Data centres’ squat and industrial aesthetics are getting a vertical and visual upgrade, driven by artificial intelligence-fueled demands for computing power and geographic necessity.
A movement of data centres from the boonies to the burgs has led operators to reconsider the windowless, prison-like look that has defined data centre design for decades, resulting in projects that are more pleasing to the eye from street level.
Buildings of two stories or more are becoming more common, as urban and suburban builders don’t have the land to spread out, or don’t want to pay the higher costs of doing so.
“Data centre footprints are continuing to expand, and if you can’t go outwards, sometimes you have to go upwards,” said Stephen Donohoe, vice president of global data centre design at Equinix.
The company has properties that rise eight, nine and 10 stories high in cities across the globe—plus its tallest, a 12-story building in Amsterdam.

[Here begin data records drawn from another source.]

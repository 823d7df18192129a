//! JSON-backed users and playlists.
//!
//! Both files live in the data directory and are rewritten in full after
//! every successful mutation. A missing file reads as empty.

use std::collections::{BTreeMap, BTreeSet};
use std::fs;
use std::io;
use std::path::{Path, PathBuf};

use ocrtunes_ui::model::PlaylistRecord;
use serde::de::DeserializeOwned;
use serde::{Deserialize, Serialize};
use thiserror::Error;

const USERS_FILE: &str = "users.json";
const PLAYLISTS_FILE: &str = "playlists.json";

#[derive(Debug, Error)]
pub enum StoreError {
    #[error("playlist {0:?} already exists")]
    DuplicateName(String),

    #[error("no playlist named {0:?}")]
    UnknownPlaylist(String),

    #[error("no user named {0:?}")]
    UnknownUser(String),

    #[error("user {0:?} already exists")]
    UserExists(String),

    #[error("failed to access {path}: {source}")]
    Io { path: PathBuf, source: io::Error },

    #[error("malformed JSON in {path}: {source}")]
    Json { path: PathBuf, source: serde_json::Error },
}

/// One account. Profile fields are filled in by the tutorial screen.
#[derive(Debug, Clone, PartialEq, Eq, Serialize, Deserialize)]
pub struct UserRecord {
    pub username: String,
    pub password: String,
    #[serde(default, skip_serializing_if = "Option::is_none")]
    pub full_name: Option<String>,
    #[serde(default, skip_serializing_if = "Option::is_none")]
    pub dob: Option<String>,
    #[serde(default, skip_serializing_if = "Option::is_none")]
    pub favourite_artist: Option<String>,
    #[serde(default, skip_serializing_if = "Option::is_none")]
    pub favourite_genre: Option<String>,
}

/// Validated profile details.
#[derive(Debug, Clone, PartialEq, Eq)]
pub struct Profile {
    pub full_name: String,
    pub dob: String,
    pub favourite_artist: String,
    pub favourite_genre: String,
}

type Playlists = BTreeMap<String, BTreeMap<String, PlaylistRecord>>;

pub struct Store {
    dir: PathBuf,
    users: BTreeMap<String, UserRecord>,
    playlists: Playlists,
}
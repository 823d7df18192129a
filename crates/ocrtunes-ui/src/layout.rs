//! Shared geometry for hit-testing and placement.
//!
//! All rects are logical pixels with a top-left origin; containment is
//! half-open as in [`Rect::contains`].

use ocrtunes_engine::coords::{Rect, Vec2};

/// The `index`-th row stacked directly below `header`, same size as the header.
#[inline]
pub fn stacked_row(header: Rect, index: usize) -> Rect {
    header.translate(Vec2::new(0.0, header.height() * (index + 1) as f32))
}

/// Row `index` of a list starting at `first`, spaced by `pitch` and shifted by `offset`.
#[inline]
pub fn list_row(first: Rect, pitch: f32, index: usize, offset: f32) -> Rect {
    first.translate(Vec2::new(0.0, pitch * index as f32 + offset))
}

/// Cell `index` of a grid that wraps after `columns` cells.
///
/// `first` is the top-left cell; both axes advance by the cell size plus `gap`.
#[inline]
pub fn grid_cell(first: Rect, gap: f32, columns: usize, index: usize, offset: f32) -> Rect {
    let columns = columns.max(1);
    let (col, row) = (index % columns, index / columns);
    first.translate(Vec2::new(
        (first.width() + gap) * col as f32,
        (first.height() + gap) * row as f32 + offset,
    ))
}

/// Number of grid rows needed for `count` cells.
#[inline]
pub fn grid_rows(count: usize, columns: usize) -> usize {
    count.div_ceil(columns.max(1))
}

/// Top-left origin that centres a block of `size` inside `rect`.
#[inline]
pub fn centred(rect: Rect, size: Vec2) -> Vec2 {
    Vec2::new(
        rect.x() + ((rect.width() - size.x) / 2.0).floor(),
        rect.y() + ((rect.height() - size.y) / 2.0).floor(),
    )
}

/// Origin for text either centred in `rect` or inset from its left edge,
/// always vertically centred.
#[inline]
pub fn text_origin(rect: Rect, size: Vec2, centred_h: bool, inset: f32) -> Vec2 {
    let c = centred(rect, size);
    if centred_h { c } else { Vec2::new(rect.x() + inset, c.y) }
}

/// Whether `rect`'s top-left corner lies inside `region`.
///
/// Popups use this to decide which base widgets they cover.
#[inline]
pub fn origin_in(rect: Rect, region: Rect) -> bool {
    region.contains(rect.origin)
}
use ocrtunes_engine::coords::{Rect, Vec2};

use crate::config::WidgetConfig;
use crate::error::BuildError;
use crate::event::{EventCtx, UiEvent};
use crate::layout;
use crate::model::Searchable;
use crate::painter::Painter;
use crate::style::{Style, BLACK};
use crate::widget::{Editable, LayoutCtx, Widget};
use crate::widgets::text_field::{TextField, TEXT_INSET};

pub const MAX_RESULTS: usize = 10;

/// A text field that live-filters `reference` and lists matches below itself.
///
/// Matching is a case-insensitive substring test over every field of an
/// entry, in reference order, capped at `max_results`. A press on a listed
/// result selects it; the selection is dropped on the next event once the
/// field is no longer being edited.
#[derive(Debug)]
pub struct SearchOverlay<T> {
    field: TextField,
    reference: Vec<T>,
    max_results: usize,
    results: Vec<usize>,
    selected: Option<T>,
}

impl<T: Searchable> SearchOverlay<T> {
    pub fn new(config: &WidgetConfig, reference: Vec<T>, style: Style) -> Result<Self, BuildError> {
        let mut config = config.clone().editable(true).centred(false);
        if config.text.is_empty() && config.placeholder.is_none() {
            config = config.text("Search");
        }
        Ok(Self {
            field: TextField::new(&config, style)?,
            reference,
            max_results: MAX_RESULTS,
            results: Vec::new(),
            selected: None,
        })
    }

    pub fn with_max_results(mut self, n: usize) -> Self {
        self.max_results = n;
        self
    }

    pub fn set_reference(&mut self, reference: Vec<T>) {
        self.reference = reference;
        self.results.clear();
        self.selected = None;
    }

    #[inline]
    pub fn field(&self) -> &TextField {
        &self.field
    }

    #[inline]
    pub fn selected(&self) -> Option<&T> {
        self.selected.as_ref()
    }

    pub fn take_selected(&mut self) -> Option<T> {
        self.selected.take()
    }

    /// Current matches, in reference order.
    pub fn results(&self) -> impl Iterator<Item = &T> {
        self.results.iter().filter_map(|&i| self.reference.get(i))
    }

    /// Recomputes matches for the current query.
    fn search(&mut self) {
        self.results.clear();
        if !self.field.is_editing() {
            return;
        }
        let query = self.field.text();
        self.results.extend(
            self.reference
                .iter()
                .enumerate()
                .filter(|(_, entry)| entry.matches(query))
                .map(|(i, _)| i)
                .take(self.max_results),
        );
    }

    fn result_rows(&self) -> impl Iterator<Item = (usize, Rect)> + '_ {
        let header = self.field.rect();
        self.results.iter().enumerate().map(move |(row, &i)| (i, layout::stacked_row(header, row)))
    }
}

impl<T: Searchable> Widget for SearchOverlay<T> {
    fn rect(&self) -> Rect {
        self.field.rect()
    }

    fn handle_event(&mut self, event: &UiEvent, ctx: &EventCtx) {
        if !self.field.is_editing() {
            self.selected = None;
        }
        if let Some(pos) = event.primary_press().filter(|_| self.field.is_editing()) {
            let hit = self.result_rows().find(|(_, r)| r.contains(pos)).map(|(i, _)| i);
            if let Some(i) = hit {
                self.selected = self.reference.get(i).cloned();
            }
        }
        self.field.handle_event(event, ctx);
        self.search();
    }

    fn update(&mut self, ctx: &LayoutCtx<'_>) {
        self.field.update(ctx);
        self.search();
    }

    fn draw(&self, painter: &mut Painter<'_>) {
        self.field.draw(painter);
        if !self.field.is_editing() {
            return;
        }
        let s: &Style = self.field.style();
        painter.overlay(|p| {
            for (i, rect) in self.result_rows() {
                let Some(entry) = self.reference.get(i) else { continue; };
                p.fill_rect(rect, s.background);
                p.outline(rect, 1.0, BLACK);
                let fields = entry.fields();
                let label = fields.first().map(String::as_str).unwrap_or_default();
                let size = p.measure(label, s.font, s.font_size);
                let origin = Vec2::new(rect.x() + TEXT_INSET, rect.y() + ((rect.height() - size.y) / 2.0).floor());
                p.text(label, s.font, s.font_size, s.text, origin);
            }
        });
    }

    fn is_active(&self) -> bool {
        self.field.is_editing()
    }
}

#[cfg(test)]
mod tests {
    use super::*;
    use crate::model::Song;
    use crate::testing::{click, key, layout_ctx, typed};
    use ocrtunes_engine::input::Key;
    use ocrtunes_engine::text::FontSystem;

    fn song(name: &str, artist: &str) -> Song {
        Song { name: name.into(), artist: artist.into(), genre: "Pop".into(), length: "3:00".parse().unwrap() }
    }

    fn overlay() -> SearchOverlay<Song> {
        let songs = vec![song("Yellow", "Coldplay"), song("Fix You", "Coldplay"), song("Creep", "Radiohead")];
        SearchOverlay::new(&WidgetConfig::new(250.0, 18.0, 760.0, 60.0), songs, Style::default()).unwrap()
    }

    fn query(s: &mut SearchOverlay<Song>, q: &str) {
        s.handle_event(&click(300.0, 30.0), &EventCtx::default());
        for c in q.chars() {
            s.handle_event(&typed(c), &EventCtx::default());
        }
        s.update(&layout_ctx(&FontSystem::new()));
    }

    fn names(s: &SearchOverlay<Song>) -> Vec<&str> {
        s.results().map(|x| x.name.as_str()).collect()
    }

    // ── matching ──────────────────────────────────────────────────────────

    #[test]
    fn matches_any_field_in_reference_order() {
        let mut s = overlay();
        query(&mut s, "COLD");
        assert_eq!(names(&s), vec!["Yellow", "Fix You"]);
    }

    #[test]
    fn empty_query_lists_everything_up_to_cap() {
        let mut s = overlay().with_max_results(2);
        query(&mut s, "");
        assert_eq!(names(&s), vec!["Yellow", "Fix You"]);
    }

    #[test]
    fn no_results_when_not_editing() {
        let mut s = overlay();
        query(&mut s, "e");
        s.handle_event(&key(Key::Enter), &EventCtx::default());
        assert_eq!(s.results().count(), 0);
        assert_eq!(s.field().text(), "e");
    }

    // ── selection ─────────────────────────────────────────────────────────

    #[test]
    fn pressing_a_result_selects_it() {
        let mut s = overlay();
        query(&mut s, "radio");
        // first result row is directly below the field: y 78..138
        s.handle_event(&click(300.0, 100.0), &EventCtx::default());
        assert_eq!(s.selected().map(|x| x.name.as_str()), Some("Creep"));
        assert!(!s.field().is_editing());
    }

    #[test]
    fn selection_clears_on_next_event_while_closed() {
        let mut s = overlay();
        query(&mut s, "radio");
        s.handle_event(&click(300.0, 100.0), &EventCtx::default());
        s.handle_event(&crate::testing::move_to(0.0, 0.0), &EventCtx::default());
        assert!(s.selected().is_none());
    }

    #[test]
    fn take_selected_consumes() {
        let mut s = overlay();
        query(&mut s, "fix");
        s.handle_event(&click(300.0, 100.0), &EventCtx::default());
        assert_eq!(s.take_selected().map(|x| x.name), Some("Fix You".to_string()));
        assert!(s.selected().is_none());
    }
}
use std::any::Any;

use ocrtunes_engine::coords::{Rect, Vec2};
use ocrtunes_engine::text::{FontId, TextMeasure};

use crate::event::{EventCtx, UiEvent};
use crate::painter::Painter;
use crate::scene::SceneId;

// ── Activation ────────────────────────────────────────────────────────────

/// One-shot "just pressed" flag.
///
/// Set in `handle_event`, observed by the owning scene during the same
/// input pass, cleared in the widget's next `update`.
#[derive(Debug, Copy, Clone, Default, PartialEq, Eq)]
pub struct Activation {
    pending: bool,
}

impl Activation {
    #[inline]
    pub fn trigger(&mut self) {
        self.pending = true;
    }

    #[inline]
    pub fn is_pending(&self) -> bool {
        self.pending
    }

    #[inline]
    pub fn clear(&mut self) {
        self.pending = false;
    }
}

// ── LayoutCtx ─────────────────────────────────────────────────────────────

/// Context passed to [`Widget::update`].
pub struct LayoutCtx<'a> {
    pub fonts: &'a dyn TextMeasure,
    /// Font used when a style leaves `font` unset.
    pub default_font: Option<FontId>,
    /// Seconds since the previous frame.
    pub dt: f32,
}

impl<'a> LayoutCtx<'a> {
    pub fn new(fonts: &'a dyn TextMeasure, default_font: Option<FontId>, dt: f32) -> Self {
        Self { fonts, default_font, dt }
    }

    /// Size of `text` on one line.
    pub fn measure(&self, text: &str, font: Option<FontId>, size: f32) -> Vec2 {
        self.fonts.measure(text, font.or(self.default_font), size)
    }
}

// ── capabilities ──────────────────────────────────────────────────────────

/// Widgets that report presses and may request a scene transition.
pub trait Clickable {
    /// `true` during the input pass right after a qualifying press.
    fn activated(&self) -> bool;

    fn redirect(&self) -> Option<&SceneId> {
        None
    }
}

/// Widgets holding user-editable text.
pub trait Editable {
    fn text(&self) -> &str;
    fn placeholder(&self) -> &str;
    fn is_editing(&self) -> bool;
    fn set_text(&mut self, text: &str);
}

/// Widgets with a drag-scrolled viewport.
pub trait Scrollable {
    /// Accumulated drag offset; `0` at the top, negative when scrolled down.
    fn offset(&self) -> f32;
    fn thumb(&self) -> Rect;
    fn reset_scroll(&mut self);
}

// ── Widget ────────────────────────────────────────────────────────────────

/// Type-erasure helper so scenes can recover concrete widget types.
pub trait AsAny: 'static {
    fn as_any(&self) -> &dyn Any;
    fn as_any_mut(&mut self) -> &mut dyn Any;
}

impl<T: 'static> AsAny for T {
    fn as_any(&self) -> &dyn Any {
        self
    }

    fn as_any_mut(&mut self) -> &mut dyn Any {
        self
    }
}

/// The capability set every element of a scene implements.
///
/// Per frame, in order: `handle_event` for each pending event, `update` once,
/// `draw` once. `draw` must not mutate state; `handle_event` must not draw.
pub trait Widget: AsAny {
    /// Current bounding rectangle in logical pixels.
    fn rect(&self) -> Rect;

    fn handle_event(&mut self, event: &UiEvent, ctx: &EventCtx);

    /// Recomputes derived visual state and clears one-shot flags.
    fn update(&mut self, ctx: &LayoutCtx<'_>);

    fn draw(&self, painter: &mut Painter<'_>);

    /// Whether the widget is in its "engaged" state (pressed, editing, open, dragging).
    fn is_active(&self) -> bool {
        false
    }

    fn as_clickable(&self) -> Option<&dyn Clickable> {
        None
    }

    fn as_scrollable_mut(&mut self) -> Option<&mut dyn Scrollable> {
        None
    }
}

Some of its facilities have slick facades, exterior “green walls” of plants, or rooftop greenhouses powered by excess heat. According to Donohoe, Equinix also began using acoustic sensors this year to track pollinators like bees, helping it better select foliage.
“They can’t just be big boxes anymore,” he said.
Meeting the AI boom’s exponentially greater power demands is among the factors that fed record-high data centre construction in the first half of this year, according to real estate firm CBRE. Overall, data center construction is up more than sevenfold in just two years, says commercial property giant JLL.
High-rise, high cost
The traditional data centre evokes images of sprawl—vast, one-story server farms set on thousands of acres of rural land. That’s the design developers have carefully refined over the past few decades to optimize their “cost per megawatt,” said Raul Martynek, chief executive of data centre operator DataBank.
“Ideally, the best scenario is an industrial warehouse building, single-story,” Martynek said. “When you go up, you introduce certain cost elements.”
He said those additional costs include more copper piping to extend from the data centre floor to the generator yard and less roof space for equipment like chillers. Plus, urban land and power are just more expensive.
Yet building taller in cities like New York, Chicago, Los Angeles, and San Francisco has allowed data centre operators to keep their services close to the areas they serve, said Dan Drennan, a principal and data centre sector leader at design firm Corgan.
Closer data centres mean faster connections and lower lag time for city dwellers and local companies—especially for uses like internet-connected devices—and it’s easier to find workers to staff the facilities.
Skyscrapers? Not just yet.
Compared with the U.S., international data centre hubs in denser regions have more and taller multistory buildings, which the industry generally defines as more than two stories.
Singapore, for instance, is home to an 11-story Meta Platforms data centre campus, while tightly packed Hong Kong boasts the 30-story iAdvantage data centre. Drennan said land constraints have forced data centre designers to “be more creative” in choosing which mechanical and cooling systems to use and how to stack them.
Sabey Data Centres added several floors of servers to a 1970s-era 32-story high-rise, formerly the Verizon Building. PHOTO: SABEY DATA CENTERS
As long as there are still large tracts of land to build on elsewhere, data centres over ten stories aren’t likely coming to the U.S. anytime soon, according to Brett Rogers, chief development officer of data-centre provider EdgeCore.
However, some tall data centres—typically retrofitted older buildings—predate their sprawling rural cousins in New York and Chicago. In 2011, Sabey Data Centres put several floors of servers in a 1970s-era 32-story high-rise, formerly the Verizon Building, in Manhattan’s financial district. In Chicago’s South Loop, an eight-story Digital Realty data centre was originally built as a printing press around 1912.
But even mid-rise urban data centres need a makeover to blend with the cityscape. “Local engagement is something that we just don’t have that luxury of not having anymore,” Donohoe said.
A sketch of IMD1 Metro Edge Data Centre in Chicago ILLUSTRATION: CORGAN
A five-story data center designed by Corgan for commercial real-estate firm Metro Edge on the West side of Chicago will incorporate metal panels, bricks and glazing, the design firm said, and trees and planter beds will surround its perimeter.
A suburban boom
Over the past two years, suburban areas have started to see growth in multistory data centres, too.
Suburbs near Chicago, such as Elk Grove and Franklin Park, are running out of land for data centres, said Andy Cvengros, a managing director and co-lead of JLL’s U.S. data centre markets group. Data centres in Dallas and Atlanta are also pushing out into the burbs.
In those areas near Chicago, land prices have nearly tripled over the past 36 months, and “you’re butting up against residential, golf courses, highways, airports,” Cvengros said. Add on the cost of power—especially if a utility provider needs to build a substation on-site—and “you’ve got to go vertical to make sense of those numbers,” he said.